Aumentano le occasioni di lavoro a termine, ma la disoccupazione giovanile non diminuisce. La difficoltà nella ricerca di un lavoro stabile rende sempre più precaria anche la quotidianità per tanti lavoratori
“Cosa farai da grande ?” e l’alunno risponde al maestro in un noto recente film: “il posto fisso !”
Nelle famiglie italiane infatti per molti decenni la sicurezza per un giovane e per la sua famiglia era costituita da un lavoro dipendente a tempo indeterminato con tutte le garanzie dei diritti di lavoratori.
Ormai, sono passati tanti anni dall’epoca in cui i giovani, partecipando a concorsi e selezioni potevano trovare lavoro presso una azienda prestigiosa – come lo erano le Banche, o gli Enti pubblici – onde garantirsi un futuro.
Oggi, anche i laureati quarantenni cercano ancora una stabilità.
In questi giorni il Governo ci comunica che sono aumentati i posti di lavoro.
Ma guardando i dati ISTAT emerge che questo aumento è riferito per lo più a contratti a termine riguardanti i lavoratori ultracinquantenni; solo una minima percentuale è riferito a lavori stabili a tempo indeterminato. Per i giovani invece il Governo ha ideato in questi giorni una non meglio comprensibile “pensione anticipata” quasi per giustificare il non lavoro.
Addio, dunque, al posto fisso? Già, ma non è soltanto colpa dei tempi che cambiano !
Basterebbe pensare al precariato “cronico” che regna sovrano nella Pubblica Amministrazione per la costante incoscienza della nostra classe politica, nonostante le tante iniziative di stabilizzazione.

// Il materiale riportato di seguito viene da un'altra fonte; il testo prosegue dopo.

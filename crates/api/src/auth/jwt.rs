//! Verification of session tokens issued by the identity service.
//!
//! Tokens are HS256-signed JWTs containing a [`Claims`] payload and signed
//! with a secret shared with the identity service. This server only needs to
//! verify them; [`generate_access_token`] exists for tests and for minting a
//! token against a local development server.

use jsonwebtoken::{decode, encode, DecodingKey, EncodingKey, Header, Validation};
use serde::{Deserialize, Serialize};
use tabletop_core::types::DbId;
use uuid::Uuid;

/// JWT claims embedded in every session token.
#[derive(Debug, Serialize, Deserialize, Clone)]
pub struct Claims {
    /// Subject -- the user's id in the identity service.
    pub sub: DbId,
    /// Expiration time (UTC Unix timestamp).
    pub exp: i64,
    /// Issued-at time (UTC Unix timestamp).
    pub iat: i64,
    /// Unique token identifier (UUID v4) for audit.
    pub jti: String,
}

/// Configuration for JWT token validation.
#[derive(Debug, Clone)]
pub struct JwtConfig {
    /// HMAC-SHA256 secret shared with the identity service.
    pub secret: String,
    /// Lifetime in minutes of tokens minted by [`generate_access_token`] (default: 60).
    pub access_token_expiry_mins: i64,
}

/// Default token expiry in minutes.
const DEFAULT_ACCESS_EXPIRY_MINS: i64 = 60;

impl JwtConfig {
    /// Load JWT configuration from environment variables.
    ///
    /// | Env Var                    | Required | Default |
    /// |----------------------------|----------|---------|
    /// | `JWT_SECRET`               | **yes**  | --      |
    /// | `JWT_ACCESS_EXPIRY_MINS`   | no       | `60`    |
    ///
    /// # Panics
    ///
    /// Panics if `JWT_SECRET` is not set or is empty.
    pub fn from_env() -> Self {
        let secret =
            std::env::var("JWT_SECRET").expect("JWT_SECRET must be set in the environment");
        assert!(!secret.is_empty(), "JWT_SECRET must not be empty");

        let access_token_expiry_mins: i64 = std::env::var("JWT_ACCESS_EXPIRY_MINS")
            .unwrap_or_else(|_| DEFAULT_ACCESS_EXPIRY_MINS.to_string())
            .parse()
            .expect("JWT_ACCESS_EXPIRY_MINS must be a valid i64");

        Self {
            secret,
            access_token_expiry_mins,
        }
    }
}

/// Generate an HS256 session token for the given user.
pub fn generate_access_token(
    user_id: DbId,
    config: &JwtConfig,
) -> Result<String, jsonwebtoken::errors::Error> {
    let now = chrono::Utc::now().timestamp();
    let exp = now + config.access_token_expiry_mins * 60;

    let claims = Claims {
        sub: user_id,
        exp,
        iat: now,
        jti: Uuid::new_v4().to_string(),
    };

    encode(
        &Header::default(), // HS256
        &claims,
        &EncodingKey::from_secret(config.secret.as_bytes()),
    )
}

/// Validate and decode a session token, returning the embedded [`Claims`].
///
/// Validates the signature and expiration.
pub fn validate_token(
    token: &str,
    config: &JwtConfig,
) -> Result<Claims, jsonwebtoken::errors::Error> {
    let token_data = decode::<Claims>(
        token,
        &DecodingKey::from_secret(config.secret.as_bytes()),
        &Validation::default(), // HS256, validates exp
    )?;
    Ok(token_data.claims)
}
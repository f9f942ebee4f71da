//! Tabletop API server library.
//!
//! Exposes the building blocks (config, state, auth, codec, error handling,
//! routes) so integration tests and the binary entrypoint can both access
//! them.

pub mod auth;
pub mod codec;
pub mod config;
pub mod error;
pub mod handlers;
pub mod middleware;
pub mod router;
pub mod routes;
pub mod state;
//! Sprite field rules and the messages reported when a field breaks them.
//!
//! The storage schema (`name VARCHAR(20)`, `INTEGER` positions) mirrors these
//! limits, so a value that passes here is always accepted by the database.

/// Entity name used in not-found errors and log fields.
pub const SPRITE_ENTITY: &str = "Sprite";

/// Maximum length of a sprite name, counted in characters.
pub const NAME_MAX_CHARS: u64 = 20;

/// Name stored when a create or replace request omits it.
pub const DEFAULT_NAME: &str = "";

pub const MSG_REQUIRED: &str = "This field is required.";
pub const MSG_NOT_NULL: &str = "This field may not be null.";
pub const MSG_NOT_STRING: &str = "Not a valid string.";
pub const MSG_NOT_INTEGER: &str = "A valid integer is required.";
pub const MSG_NAME_TOO_LONG: &str = "Ensure this field has no more than 20 characters.";

/// Message for a position outside the 32-bit column range.
pub fn out_of_range_message() -> String {
    format!(
        "Ensure this value is between {} and {}.",
        i32::MIN,
        i32::MAX
    )
}

#[cfg(test)]
mod tests {
    use super::*;

    #[test]
    fn name_limit_matches_message() {
        assert!(MSG_NAME_TOO_LONG.contains(&NAME_MAX_CHARS.to_string()));
    }

    #[test]
    fn range_message_names_both_bounds() {
        let msg = out_of_range_message();
        assert!(msg.contains("-2147483648"));
        assert!(msg.contains("2147483647"));
    }
}
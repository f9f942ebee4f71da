//! Bridge between `validator` derive rules and [`CoreError`].

use validator::{Validate, ValidationErrors};

use crate::error::CoreError;

/// Run the derived validation rules of `input`.
///
/// On failure the first offending field (in name order, so the result is
/// deterministic) is reported as [`CoreError::InvalidField`].
pub fn validate_input<T: Validate>(input: &T) -> Result<(), CoreError> {
    input.validate().map_err(|errors| first_field_error(&errors))
}

fn first_field_error(errors: &ValidationErrors) -> CoreError {
    let mut fields: Vec<(String, String)> = errors
        .field_errors()
        .into_iter()
        .filter_map(|(field, errs)| {
            errs.first().map(|err| {
                let message = err
                    .message
                    .as_ref()
                    .map(|m| m.to_string())
                    .unwrap_or_else(|| err.code.to_string());
                (field.to_string(), message)
            })
        })
        .collect();
    fields.sort();

    match fields.into_iter().next() {
        Some((field, message)) => CoreError::invalid_field(field, message),
        None => CoreError::Validation(errors.to_string()),
    }
}
pub mod health;
pub mod index;
pub mod sprite;

use axum::routing::get;
use axum::Router;

use crate::handlers;
use crate::state::AppState;

/// Build the `/api` route tree.
///
/// Route hierarchy (every path also answers without its trailing slash):
///
/// ```text
/// /api/                        API root (links)
/// /api/sprites/                list, create
/// /api/sprites/{id}/           retrieve, replace, partial update, delete
/// ```
///
/// All routes require authentication.
pub fn api_routes() -> Router<AppState> {
    Router::new()
        .route("/api/", get(handlers::sprite::api_root))
        .route("/api", get(handlers::sprite::api_root))
        .merge(sprite::router())
}
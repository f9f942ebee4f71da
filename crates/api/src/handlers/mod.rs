pub mod index;
pub mod sprite;
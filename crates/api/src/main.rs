use std::net::SocketAddr;
use std::sync::Arc;

use tracing_subscriber::{layer::SubscriberExt, util::SubscriberInitExt};

use tabletop_api::config::{LogFormat, ServerConfig};
use tabletop_api::router::build_app_router;
use tabletop_api::state::AppState;

#[tokio::main]
async fn main() {
    dotenvy::dotenv().ok();

    // --- Configuration ---
    let config = ServerConfig::from_env();

    // --- Tracing ---
    init_tracing(config.log_format);
    tracing::info!(host = %config.host, port = %config.port, "Loaded server configuration");

    // --- Database ---
    let database_url = std::env::var("DATABASE_URL").expect("DATABASE_URL must be set");

    let pool = tabletop_db::create_pool(&database_url, config.database_max_connections)
        .await
        .expect("Failed to connect to database");
    tracing::info!("Database connection pool created");

    tabletop_db::health_check(&pool)
        .await
        .expect("Database health check failed");
    tracing::info!("Database health check passed");

    tabletop_db::run_migrations(&pool)
        .await
        .expect("Failed to run database migrations");
    tracing::info!("Database migrations applied");

    // --- App state ---
    let state = AppState {
        pool: pool.clone(),
        config: Arc::new(config.clone()),
    };

    let app = build_app_router(state, &config);

    // --- Start server ---
    let addr = SocketAddr::new(
        config.host.parse().expect("Invalid HOST address"),
        config.port,
    );
    tracing::info!(%addr, "Starting server");

    let listener = tokio::net::TcpListener::bind(addr)
        .await
        .expect("Failed to bind to address");

    axum::serve(listener, app)
        .with_graceful_shutdown(shutdown_signal())
        .await
        .expect("Server error");

    tracing::info!("Server stopped accepting connections, closing database pool");
    pool.close().await;
    tracing::info!("Graceful shutdown complete");
}

/// Install the global subscriber. `RUST_LOG` overrides the default filter.
fn init_tracing(format: LogFormat) {
    let filter = tracing_subscriber::EnvFilter::try_from_default_env().unwrap_or_else(|_| {
        "tabletop_api=debug,tabletop_db=info,tower_http=debug".into()
    });

    let registry = tracing_subscriber::registry().with(filter);
    match format {
        LogFormat::Json => registry.with(tracing_subscriber::fmt::layer().json()).init(),
        LogFormat::Text => registry.with(tracing_subscriber::fmt::layer()).init(),
    }
}

/// Wait for a termination signal to initiate graceful shutdown.
///
/// Handles both SIGINT (Ctrl-C) and SIGTERM (on Unix) so the server
/// shuts down cleanly whether stopped interactively or by a process
/// manager.
async fn shutdown_signal() {
    let ctrl_c = async {
        tokio::signal::ctrl_c()
            .await
            .expect("Failed to install Ctrl-C handler");
    };

    #[cfg(unix)]
    let terminate = async {
        tokio::signal::unix::signal(tokio::signal::unix::SignalKind::terminate())
            .expect("Failed to install SIGTERM handler")
            .recv()
            .await;
    };

    #[cfg(not(unix))]
    let terminate = std::future::pending::<()>();

    tokio::select! {
        () = ctrl_c => {
            tracing::info!("Received SIGINT (Ctrl-C), starting graceful shutdown");
        }
        () = terminate => {
            tracing::info!("Received SIGTERM, starting graceful shutdown");
        }
    }
}
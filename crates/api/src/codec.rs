//! Mapping between stored sprites and their JSON wire shape.
//!
//! Output always uses camelCase position fields:
//!
//! ```text
//! { "id": 7, "name": "Hero", "xPos": 3, "yPos": 4 }
//! ```
//!
//! Input accepts `xPos`/`yPos` and, for older clients, `x_pos`/`y_pos`.
//! When both spellings are present the camelCase one is used. Keys that do
//! not name a writable field (including `id`) are ignored.

use serde::Serialize;
use serde_json::{Map, Value};
use tabletop_core::error::CoreError;
use tabletop_core::sprite::{
    out_of_range_message, DEFAULT_NAME, MSG_NOT_INTEGER, MSG_NOT_NULL, MSG_NOT_STRING,
    MSG_REQUIRED,
};
use tabletop_core::types::DbId;
use tabletop_core::validation::validate_input;
use tabletop_db::models::sprite::{CreateSprite, Sprite, UpdateSprite};

/// Wire representation of a sprite.
#[derive(Debug, Clone, PartialEq, Eq, Serialize)]
pub struct SpriteResource {
    pub id: DbId,
    pub name: String,
    #[serde(rename = "xPos")]
    pub x_pos: i32,
    #[serde(rename = "yPos")]
    pub y_pos: i32,
}

/// Encode a stored sprite for the wire.
pub fn encode(sprite: Sprite) -> SpriteResource {
    SpriteResource {
        id: sprite.id,
        name: sprite.name,
        x_pos: sprite.x_pos,
        y_pos: sprite.y_pos,
    }
}

/// Decode a create or replace body. Positions are required, `name` defaults
/// to the empty string.
pub fn decode_full(body: &Value) -> Result<CreateSprite, CoreError> {
    let object = as_object(body)?;

    let input = CreateSprite {
        name: read_name(object)?.unwrap_or_else(|| DEFAULT_NAME.to_string()),
        x_pos: read_position(object, "xPos", "x_pos")?
            .ok_or_else(|| CoreError::invalid_field("xPos", MSG_REQUIRED))?,
        y_pos: read_position(object, "yPos", "y_pos")?
            .ok_or_else(|| CoreError::invalid_field("yPos", MSG_REQUIRED))?,
    };
    validate_input(&input)?;
    Ok(input)
}

/// Decode a partial-update body. Every field is optional.
pub fn decode_partial(body: &Value) -> Result<UpdateSprite, CoreError> {
    let object = as_object(body)?;

    let input = UpdateSprite {
        name: read_name(object)?,
        x_pos: read_position(object, "xPos", "x_pos")?,
        y_pos: read_position(object, "yPos", "y_pos")?,
    };
    validate_input(&input)?;
    Ok(input)
}

fn as_object(body: &Value) -> Result<&Map<String, Value>, CoreError> {
    body.as_object().ok_or_else(|| {
        CoreError::Validation("Invalid data. Expected a JSON object.".to_string())
    })
}

fn read_name(object: &Map<String, Value>) -> Result<Option<String>, CoreError> {
    match object.get("name") {
        None => Ok(None),
        Some(Value::String(name)) => Ok(Some(name.clone())),
        Some(Value::Null) => Err(CoreError::invalid_field("name", MSG_NOT_NULL)),
        Some(_) => Err(CoreError::invalid_field("name", MSG_NOT_STRING)),
    }
}

/// Read a position under its camelCase key or its snake_case alias.
///
/// Errors name the key the client actually sent.
fn read_position(
    object: &Map<String, Value>,
    key: &'static str,
    alias: &'static str,
) -> Result<Option<i32>, CoreError> {
    let (field, value) = match (object.get(key), object.get(alias)) {
        (Some(value), _) => (key, value),
        (None, Some(value)) => (alias, value),
        (None, None) => return Ok(None),
    };

    match value {
        Value::Number(number) => {
            if let Some(int) = number.as_i64() {
                i32::try_from(int)
                    .map(Some)
                    .map_err(|_| CoreError::invalid_field(field, out_of_range_message()))
            } else if number.is_u64() {
                Err(CoreError::invalid_field(field, out_of_range_message()))
            } else {
                Err(CoreError::invalid_field(field, MSG_NOT_INTEGER))
            }
        }
        Value::Null => Err(CoreError::invalid_field(field, MSG_NOT_NULL)),
        _ => Err(CoreError::invalid_field(field, MSG_NOT_INTEGER)),
    }
}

E’ prassi consolidata, infatti, soprattutto dei politicanti che diventano amministratori degli enti pubblici e dei vari direttori generali (che, guarda caso, sono sempre le stesse persone che si alternano nei medesimi posti da compensi milionari !) consentire l’accesso in forma precaria a persone più o meno a loro vicine con contratti di lavoro temporanei, che finiscono in realtà per rendere vano un successivo bando di concorso.
E quando vengono banditi, quei concorsi servono innanzitutto per stabilizzare i precari che ormai si trovano all’interno da troppo tempo; il tutto con buona pace dell’art. 97 della Costituzione.
Nel settore privato, gli istituti bancari ad esempio – ormai privi di quelle garanzie di serietà che li contraddistinguevano fino a qualche decennio fa – hanno subito una vera metamorfosi causata non tanto dalla globalizzazione e dalla crisi economica, quanto dalla disinvolta gestione che caratterizza l’operato di tanti dirigenti apicali.
L’esasperazione della crisi del lavoro quindi non è tanto addebitabile ai noti problemi economici rivenienti dalla globalizzazione, quanto al malcostume imperante soprattutto in una classe dirigente (politicanti in prima fila) che non ha alcun ritegno nel curare spudoratamente ed esclusivamente il proprio tornaconto, non nutrendo alcun rispetto verso le esigenze primarie della collettività.
L’assenza di valori morali tra questi soggetti che si avvicendano in maniera indecorosa, scambiandosi le varie poltrone di note aziende pubbliche e private, non può essere più tollerata; bisogna frenare questo sistema, altrimenti non ci sarà speranza per un mondo migliore.